Data engineers are professionals who are responsible for designing, building, and maintaining data processing systems. They are primarily concerned with the flow, transformation, and storage of data to ensure its reliability, security, and efficiency.

1. Data collection and extraction: obtain data from different data sources (database, files, APIs, etc.) and extract, clean and transform it for further processing and analysis.

2. Data storage and management: choose an appropriate database or data warehouse to store and organize data, and ensure the completeness and consistency of the data.

3, data conversion and processing: processing, conversion and organization of raw data to meet specific business needs and analysis purposes.

4, data pipeline and workflow: design and construction of data pipeline, data transfer from the source to the target system, and automated data processing workflow.

5. Data Quality and Monitoring: Ensure the accuracy, completeness, and reliability of data, and set up a monitoring mechanism to detect Sun drafts and solve data quality problems in a timely manner.

6, data security and privacy: take measures to protect data security and privacy, and comply with relevant laws and regulations and data management policies.
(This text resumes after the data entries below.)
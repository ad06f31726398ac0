//! Non-fatal lint checks run over a loaded [`Config`].
//!
//! Malformed items are rejected at load time; the checks here flag documents
//! that load fine but probably do not say what the user meant.
use std::collections::HashSet;

use super::{Config, ItemKind, ProvisionItem};
use crate::resources::package_manager::PackageManager;

/// A validation warning detected after configuration loading.
#[derive(Debug, Clone, PartialEq, Eq)]
pub struct ValidationWarning {
    /// The configuration section (e.g., "applications", "tools").
    pub source: String,
    /// The specific item or key that triggered the warning.
    pub item: String,
    /// Human-readable warning message.
    pub message: String,
}

impl ValidationWarning {
    /// Warning about `item` in `source`.
    #[must_use]
    pub fn new(
        source: impl Into<String>,
        item: impl Into<String>,
        message: impl Into<String>,
    ) -> Self {
        Self {
            source: source.into(),
            item: item.into(),
            message: message.into(),
        }
    }
}

/// Trait for configuration validators.
pub trait ConfigValidator {
    /// Validate the configuration and return any warnings found.
    fn validate(&self) -> Vec<ValidationWarning>;
}

/// Checks within one item section.
#[derive(Debug)]
pub struct SectionValidator<'a> {
    section: &'static str,
    items: &'a [ProvisionItem],
}

impl<'a> SectionValidator<'a> {
    /// Validator for the items of one section.
    #[must_use]
    pub const fn new(section: &'static str, items: &'a [ProvisionItem]) -> Self {
        Self { section, items }
    }
}

impl ConfigValidator for SectionValidator<'_> {
    fn validate(&self) -> Vec<ValidationWarning> {
        let mut warnings = Vec::new();
        let mut seen = HashSet::new();

        for item in self.items {
            if !seen.insert(item.name.as_str()) {
                warnings.push(ValidationWarning::new(
                    self.section,
                    &item.name,
                    "listed more than once; it will be processed again",
                ));
            }

            let is_package = matches!(item.kind, ItemKind::Native | ItemKind::Packaged { .. });
            if is_package && item.name.chars().any(char::is_whitespace) {
                warnings.push(ValidationWarning::new(
                    self.section,
                    &item.name,
                    "package name contains whitespace; list each package separately",
                ));
            }
        }

        warnings
    }
}

/// Checks that the universal manager named by the document exists.
#[derive(Debug)]
pub struct PackagedManagerValidator<'a> {
    manager: &'a str,
    applications: &'a [ProvisionItem],
    catalog: &'a [PackageManager],
}

impl<'a> PackagedManagerValidator<'a> {
    /// Validator for the configured packaged manager name.
    #[must_use]
    pub const fn new(
        manager: &'a str,
        applications: &'a [ProvisionItem],
        catalog: &'a [PackageManager],
    ) -> Self {
        Self {
            manager,
            applications,
            catalog,
        }
    }
}

impl ConfigValidator for PackagedManagerValidator<'_> {
    fn validate(&self) -> Vec<ValidationWarning> {
        let has_packaged = self
            .applications
            .iter()
            .any(|item| matches!(item.kind, ItemKind::Packaged { .. }));
        if !has_packaged || self.catalog.iter().any(|m| m.name == self.manager) {
            return Vec::new();
        }

        let known: Vec<&str> = self.catalog.iter().map(|m| m.name).collect();
        vec![ValidationWarning::new(
            "packaged_manager",
            self.manager,
            format!(
                "not a known package manager (expected one of: {}); packaged applications will fail",
                known.join(", ")
            ),
        )]
    }
}

/// Checks between the `tools` and `applications` sections.
#[derive(Debug)]
pub struct CrossSectionValidator<'a> {
    applications: &'a [ProvisionItem],
    tools: &'a [ProvisionItem],
}

impl<'a> CrossSectionValidator<'a> {
    /// Validator comparing names across both sections.
    #[must_use]
    pub const fn new(applications: &'a [ProvisionItem], tools: &'a [ProvisionItem]) -> Self {
        Self {
            applications,
            tools,
        }
    }
}

impl ConfigValidator for CrossSectionValidator<'_> {
    fn validate(&self) -> Vec<ValidationWarning> {
        let app_names: HashSet<&str> = self.applications.iter().map(|a| a.name.as_str()).collect();
        self.tools
            .iter()
            .filter(|tool| app_names.contains(tool.name.as_str()))
            .map(|tool| {
                ValidationWarning::new(
                    "tools",
                    &tool.name,
                    "also listed under applications; both entries will run",
                )
            })
            .collect()
    }
}

/// Validate all configuration and return collected warnings.
#[must_use]
pub fn validate_all(config: &Config, catalog: &[PackageManager]) -> Vec<ValidationWarning> {
    let validators: Vec<Box<dyn ConfigValidator + '_>> = vec![
        Box::new(SectionValidator::new("applications", &config.applications)),
        Box::new(SectionValidator::new("tools", &config.tools)),
        Box::new(PackagedManagerValidator::new(
            &config.packaged_manager,
            &config.applications,
            catalog,
        )),
        Box::new(CrossSectionValidator::new(
            &config.applications,
            &config.tools,
        )),
    ];

    validators
        .iter()
        .flat_map(|validator| validator.validate())
        .collect()
}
7. Technology Selection and Architecture Design: Evaluate and select appropriate technology tools and frameworks, and design a scalable, efficient and maintainable data processing system architecture.

Data Engineer Application Requirements

1, Education Requirements: Usually requires a Bachelor's Degree or above, with related majors such as Computer Science, Software Engineering, Data Science, and Information Management.

2. Technical background: solid programming skills and familiarity with common programming languages and tools for data processing and analysis, such as Python, SQL, Hadoop, Spark, etc., are required.

3, data processing experience: some data processing experience is required, including actual project experience in data collection, cleaning, transformation and storage.

4, database knowledge: a certain understanding of relational databases and non-relational databases and practical experience, familiar with data modeling, query language, etc..

5, big data technology: understanding of the basic principles and applications of big data technology, such as distributed computing, data lake, data stream processing.